BEGIN DATA EXCERPTS

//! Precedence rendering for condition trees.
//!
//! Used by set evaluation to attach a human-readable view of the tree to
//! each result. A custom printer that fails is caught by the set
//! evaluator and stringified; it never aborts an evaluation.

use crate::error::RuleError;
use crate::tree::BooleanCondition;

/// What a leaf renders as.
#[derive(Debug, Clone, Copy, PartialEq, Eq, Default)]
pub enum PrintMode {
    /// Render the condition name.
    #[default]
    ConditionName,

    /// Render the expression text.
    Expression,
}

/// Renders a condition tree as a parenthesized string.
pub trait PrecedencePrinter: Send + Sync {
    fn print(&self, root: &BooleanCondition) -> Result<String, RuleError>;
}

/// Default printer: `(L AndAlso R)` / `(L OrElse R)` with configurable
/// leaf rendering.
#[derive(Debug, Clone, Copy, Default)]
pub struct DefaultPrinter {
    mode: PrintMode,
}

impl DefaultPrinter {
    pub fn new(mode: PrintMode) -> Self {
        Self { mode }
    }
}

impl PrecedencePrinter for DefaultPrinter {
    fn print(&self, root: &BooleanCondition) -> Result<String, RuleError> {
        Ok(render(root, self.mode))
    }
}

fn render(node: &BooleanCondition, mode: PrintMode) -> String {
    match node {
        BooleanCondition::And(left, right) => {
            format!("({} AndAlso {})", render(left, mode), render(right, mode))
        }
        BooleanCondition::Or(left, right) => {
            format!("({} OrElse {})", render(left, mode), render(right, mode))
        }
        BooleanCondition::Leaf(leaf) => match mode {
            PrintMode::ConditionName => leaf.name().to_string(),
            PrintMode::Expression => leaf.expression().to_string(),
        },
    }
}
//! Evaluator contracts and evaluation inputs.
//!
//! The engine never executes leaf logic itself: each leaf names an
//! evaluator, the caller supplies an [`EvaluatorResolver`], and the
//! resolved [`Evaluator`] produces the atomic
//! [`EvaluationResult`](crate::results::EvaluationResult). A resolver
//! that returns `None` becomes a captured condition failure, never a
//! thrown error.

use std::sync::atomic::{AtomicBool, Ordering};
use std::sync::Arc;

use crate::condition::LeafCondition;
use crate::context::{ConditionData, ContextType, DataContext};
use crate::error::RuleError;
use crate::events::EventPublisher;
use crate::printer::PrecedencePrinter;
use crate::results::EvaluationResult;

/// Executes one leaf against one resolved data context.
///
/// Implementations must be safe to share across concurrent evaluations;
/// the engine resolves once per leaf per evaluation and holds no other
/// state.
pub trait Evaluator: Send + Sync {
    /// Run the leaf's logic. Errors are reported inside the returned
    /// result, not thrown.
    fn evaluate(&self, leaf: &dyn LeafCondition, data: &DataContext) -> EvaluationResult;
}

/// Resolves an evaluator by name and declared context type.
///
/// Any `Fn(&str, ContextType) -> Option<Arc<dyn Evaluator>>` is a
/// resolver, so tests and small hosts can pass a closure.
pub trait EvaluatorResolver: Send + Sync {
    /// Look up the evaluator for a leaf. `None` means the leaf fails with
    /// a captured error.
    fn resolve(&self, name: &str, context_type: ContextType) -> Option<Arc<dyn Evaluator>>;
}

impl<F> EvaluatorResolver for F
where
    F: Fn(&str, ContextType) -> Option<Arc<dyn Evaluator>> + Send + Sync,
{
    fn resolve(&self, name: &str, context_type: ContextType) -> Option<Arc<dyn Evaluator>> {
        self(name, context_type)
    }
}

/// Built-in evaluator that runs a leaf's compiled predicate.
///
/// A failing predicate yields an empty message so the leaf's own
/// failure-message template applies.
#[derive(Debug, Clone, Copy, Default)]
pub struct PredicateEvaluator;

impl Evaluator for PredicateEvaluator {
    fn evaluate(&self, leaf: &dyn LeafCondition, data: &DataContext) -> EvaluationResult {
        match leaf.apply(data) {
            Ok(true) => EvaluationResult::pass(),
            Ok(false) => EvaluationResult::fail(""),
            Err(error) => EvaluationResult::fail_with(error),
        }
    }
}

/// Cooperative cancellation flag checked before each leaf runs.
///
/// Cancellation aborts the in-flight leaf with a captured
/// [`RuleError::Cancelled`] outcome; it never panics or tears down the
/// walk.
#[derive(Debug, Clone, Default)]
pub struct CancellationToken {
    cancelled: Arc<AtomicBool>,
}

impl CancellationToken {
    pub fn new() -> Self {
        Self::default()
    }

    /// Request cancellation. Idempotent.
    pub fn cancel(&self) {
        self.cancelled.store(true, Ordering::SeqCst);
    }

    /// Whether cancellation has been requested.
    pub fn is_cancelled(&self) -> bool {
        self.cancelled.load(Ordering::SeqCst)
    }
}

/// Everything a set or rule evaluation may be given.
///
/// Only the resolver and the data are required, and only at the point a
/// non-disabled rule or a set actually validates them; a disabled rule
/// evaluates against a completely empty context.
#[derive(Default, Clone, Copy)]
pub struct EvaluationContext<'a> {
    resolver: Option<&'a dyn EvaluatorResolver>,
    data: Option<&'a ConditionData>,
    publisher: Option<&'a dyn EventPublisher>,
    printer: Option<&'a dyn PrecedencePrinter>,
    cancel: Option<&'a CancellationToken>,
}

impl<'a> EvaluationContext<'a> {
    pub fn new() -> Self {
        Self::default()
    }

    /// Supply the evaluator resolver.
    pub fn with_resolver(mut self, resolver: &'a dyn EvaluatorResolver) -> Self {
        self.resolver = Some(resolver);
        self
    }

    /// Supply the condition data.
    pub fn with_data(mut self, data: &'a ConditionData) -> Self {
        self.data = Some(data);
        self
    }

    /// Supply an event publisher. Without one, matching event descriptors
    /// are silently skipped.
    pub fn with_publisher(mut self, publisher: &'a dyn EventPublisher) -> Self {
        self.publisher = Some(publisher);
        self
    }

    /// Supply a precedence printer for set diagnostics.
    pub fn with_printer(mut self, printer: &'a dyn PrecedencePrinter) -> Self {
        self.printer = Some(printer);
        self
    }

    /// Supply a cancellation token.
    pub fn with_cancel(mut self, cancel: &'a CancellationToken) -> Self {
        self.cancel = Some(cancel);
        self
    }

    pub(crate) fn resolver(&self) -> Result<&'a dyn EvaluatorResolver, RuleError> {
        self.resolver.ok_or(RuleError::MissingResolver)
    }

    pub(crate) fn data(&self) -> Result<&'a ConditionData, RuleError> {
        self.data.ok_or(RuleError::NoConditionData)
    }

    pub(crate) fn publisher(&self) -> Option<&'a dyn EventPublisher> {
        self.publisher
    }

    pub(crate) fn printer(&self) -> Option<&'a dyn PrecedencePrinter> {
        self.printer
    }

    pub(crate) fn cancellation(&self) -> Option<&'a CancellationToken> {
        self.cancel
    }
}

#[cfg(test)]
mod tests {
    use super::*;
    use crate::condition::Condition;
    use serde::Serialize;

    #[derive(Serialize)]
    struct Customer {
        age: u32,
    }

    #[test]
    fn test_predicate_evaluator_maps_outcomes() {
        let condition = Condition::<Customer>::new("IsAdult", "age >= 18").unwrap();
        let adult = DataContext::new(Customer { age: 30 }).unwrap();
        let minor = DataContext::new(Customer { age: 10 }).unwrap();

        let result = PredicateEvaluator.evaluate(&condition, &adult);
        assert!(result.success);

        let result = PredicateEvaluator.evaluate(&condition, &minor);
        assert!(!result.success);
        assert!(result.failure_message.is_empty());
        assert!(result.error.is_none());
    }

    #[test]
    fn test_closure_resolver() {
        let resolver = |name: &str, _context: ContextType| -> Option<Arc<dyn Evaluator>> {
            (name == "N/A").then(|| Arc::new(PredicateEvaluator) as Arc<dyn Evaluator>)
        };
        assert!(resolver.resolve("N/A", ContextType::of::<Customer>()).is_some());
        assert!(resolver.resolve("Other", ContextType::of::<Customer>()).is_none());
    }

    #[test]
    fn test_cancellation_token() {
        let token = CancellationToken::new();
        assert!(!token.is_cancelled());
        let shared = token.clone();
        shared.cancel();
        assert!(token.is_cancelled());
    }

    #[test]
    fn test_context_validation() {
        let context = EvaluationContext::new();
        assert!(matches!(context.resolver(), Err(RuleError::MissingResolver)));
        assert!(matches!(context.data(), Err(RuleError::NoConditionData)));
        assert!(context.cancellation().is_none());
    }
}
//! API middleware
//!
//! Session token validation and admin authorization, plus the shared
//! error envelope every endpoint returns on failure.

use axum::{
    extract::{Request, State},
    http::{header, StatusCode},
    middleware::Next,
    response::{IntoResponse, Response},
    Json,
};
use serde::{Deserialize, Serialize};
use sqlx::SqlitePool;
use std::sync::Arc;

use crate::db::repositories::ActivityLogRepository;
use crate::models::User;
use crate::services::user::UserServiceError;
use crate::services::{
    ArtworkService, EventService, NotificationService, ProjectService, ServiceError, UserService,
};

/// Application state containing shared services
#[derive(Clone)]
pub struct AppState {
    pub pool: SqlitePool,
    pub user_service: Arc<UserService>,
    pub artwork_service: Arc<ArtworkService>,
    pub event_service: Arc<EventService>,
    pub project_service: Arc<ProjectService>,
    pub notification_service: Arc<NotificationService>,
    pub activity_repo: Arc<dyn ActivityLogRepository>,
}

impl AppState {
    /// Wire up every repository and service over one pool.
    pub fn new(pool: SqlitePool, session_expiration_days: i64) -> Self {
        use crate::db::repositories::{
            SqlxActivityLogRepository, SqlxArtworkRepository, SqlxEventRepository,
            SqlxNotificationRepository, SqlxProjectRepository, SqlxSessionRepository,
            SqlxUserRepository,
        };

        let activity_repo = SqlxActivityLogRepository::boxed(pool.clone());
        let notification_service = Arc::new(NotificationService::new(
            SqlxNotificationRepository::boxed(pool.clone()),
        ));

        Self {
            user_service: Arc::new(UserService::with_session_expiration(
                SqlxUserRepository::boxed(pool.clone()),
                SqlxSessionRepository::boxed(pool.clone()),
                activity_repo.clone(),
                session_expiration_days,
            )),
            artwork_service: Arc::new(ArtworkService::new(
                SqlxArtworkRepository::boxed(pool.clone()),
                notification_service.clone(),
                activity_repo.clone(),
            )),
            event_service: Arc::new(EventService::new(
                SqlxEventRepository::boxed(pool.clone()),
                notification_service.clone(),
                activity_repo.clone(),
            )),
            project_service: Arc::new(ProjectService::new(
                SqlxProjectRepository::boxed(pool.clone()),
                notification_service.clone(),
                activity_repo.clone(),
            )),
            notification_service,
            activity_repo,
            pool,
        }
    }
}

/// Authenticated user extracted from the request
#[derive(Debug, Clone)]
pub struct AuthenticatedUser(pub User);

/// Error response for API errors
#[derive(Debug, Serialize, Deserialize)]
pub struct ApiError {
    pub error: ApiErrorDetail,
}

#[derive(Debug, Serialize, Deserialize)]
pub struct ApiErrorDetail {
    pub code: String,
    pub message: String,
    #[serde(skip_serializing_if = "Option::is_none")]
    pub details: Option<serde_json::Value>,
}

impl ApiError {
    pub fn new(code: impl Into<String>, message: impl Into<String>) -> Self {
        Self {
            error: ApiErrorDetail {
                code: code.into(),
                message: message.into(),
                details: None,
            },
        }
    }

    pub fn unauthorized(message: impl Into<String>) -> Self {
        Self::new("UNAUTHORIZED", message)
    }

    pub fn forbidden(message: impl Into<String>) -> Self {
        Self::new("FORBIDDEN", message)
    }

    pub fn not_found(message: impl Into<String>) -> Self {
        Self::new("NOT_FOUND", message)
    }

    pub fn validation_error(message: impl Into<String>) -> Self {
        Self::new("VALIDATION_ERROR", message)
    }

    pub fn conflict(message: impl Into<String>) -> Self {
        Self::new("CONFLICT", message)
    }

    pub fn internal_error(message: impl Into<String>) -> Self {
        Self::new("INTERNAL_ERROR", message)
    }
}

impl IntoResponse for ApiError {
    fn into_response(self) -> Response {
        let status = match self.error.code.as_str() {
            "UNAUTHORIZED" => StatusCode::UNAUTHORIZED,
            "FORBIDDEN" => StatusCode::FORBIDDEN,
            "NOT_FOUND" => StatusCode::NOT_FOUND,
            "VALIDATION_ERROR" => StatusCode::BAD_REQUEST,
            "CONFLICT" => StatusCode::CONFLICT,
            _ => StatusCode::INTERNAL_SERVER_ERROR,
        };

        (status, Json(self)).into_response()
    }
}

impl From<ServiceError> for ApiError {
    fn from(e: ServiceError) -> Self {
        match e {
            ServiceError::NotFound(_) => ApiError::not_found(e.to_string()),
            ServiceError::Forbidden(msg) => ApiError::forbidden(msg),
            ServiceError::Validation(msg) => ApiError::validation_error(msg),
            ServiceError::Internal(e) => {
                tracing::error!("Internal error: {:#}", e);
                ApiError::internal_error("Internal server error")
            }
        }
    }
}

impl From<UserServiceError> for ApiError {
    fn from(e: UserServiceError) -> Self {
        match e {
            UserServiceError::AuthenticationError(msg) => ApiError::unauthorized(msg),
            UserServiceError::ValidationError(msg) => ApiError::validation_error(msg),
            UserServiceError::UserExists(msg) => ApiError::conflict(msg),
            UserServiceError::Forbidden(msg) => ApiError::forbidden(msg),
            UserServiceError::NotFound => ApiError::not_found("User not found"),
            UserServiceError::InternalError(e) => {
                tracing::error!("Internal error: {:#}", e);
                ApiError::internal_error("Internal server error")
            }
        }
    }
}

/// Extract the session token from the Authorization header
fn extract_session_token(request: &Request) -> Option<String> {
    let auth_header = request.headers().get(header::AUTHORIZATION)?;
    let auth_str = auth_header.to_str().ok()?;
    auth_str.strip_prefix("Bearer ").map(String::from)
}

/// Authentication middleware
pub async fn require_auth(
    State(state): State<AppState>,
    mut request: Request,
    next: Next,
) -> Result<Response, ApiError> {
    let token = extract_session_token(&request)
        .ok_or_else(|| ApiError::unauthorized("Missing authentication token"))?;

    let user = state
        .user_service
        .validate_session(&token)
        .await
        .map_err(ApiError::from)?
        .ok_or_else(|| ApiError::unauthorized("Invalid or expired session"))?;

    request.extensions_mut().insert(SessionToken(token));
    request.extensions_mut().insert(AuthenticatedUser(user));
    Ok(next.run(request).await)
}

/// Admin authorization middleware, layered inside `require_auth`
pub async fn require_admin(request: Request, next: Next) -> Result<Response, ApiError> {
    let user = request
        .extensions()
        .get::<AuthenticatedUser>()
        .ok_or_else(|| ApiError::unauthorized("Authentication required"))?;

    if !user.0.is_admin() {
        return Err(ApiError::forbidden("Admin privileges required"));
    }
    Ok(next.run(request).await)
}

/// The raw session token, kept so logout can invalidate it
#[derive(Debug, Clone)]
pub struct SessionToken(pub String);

END DATA EXCERPTS

Lines containing the word "NotFound" are to be located in the entries and copied.

**ANSWER FOR THE TASK:**
            ServiceError::NotFound(_) => ApiError::not_found(e.to_string()),
            UserServiceError::NotFound => ApiError::not_found("User not found"),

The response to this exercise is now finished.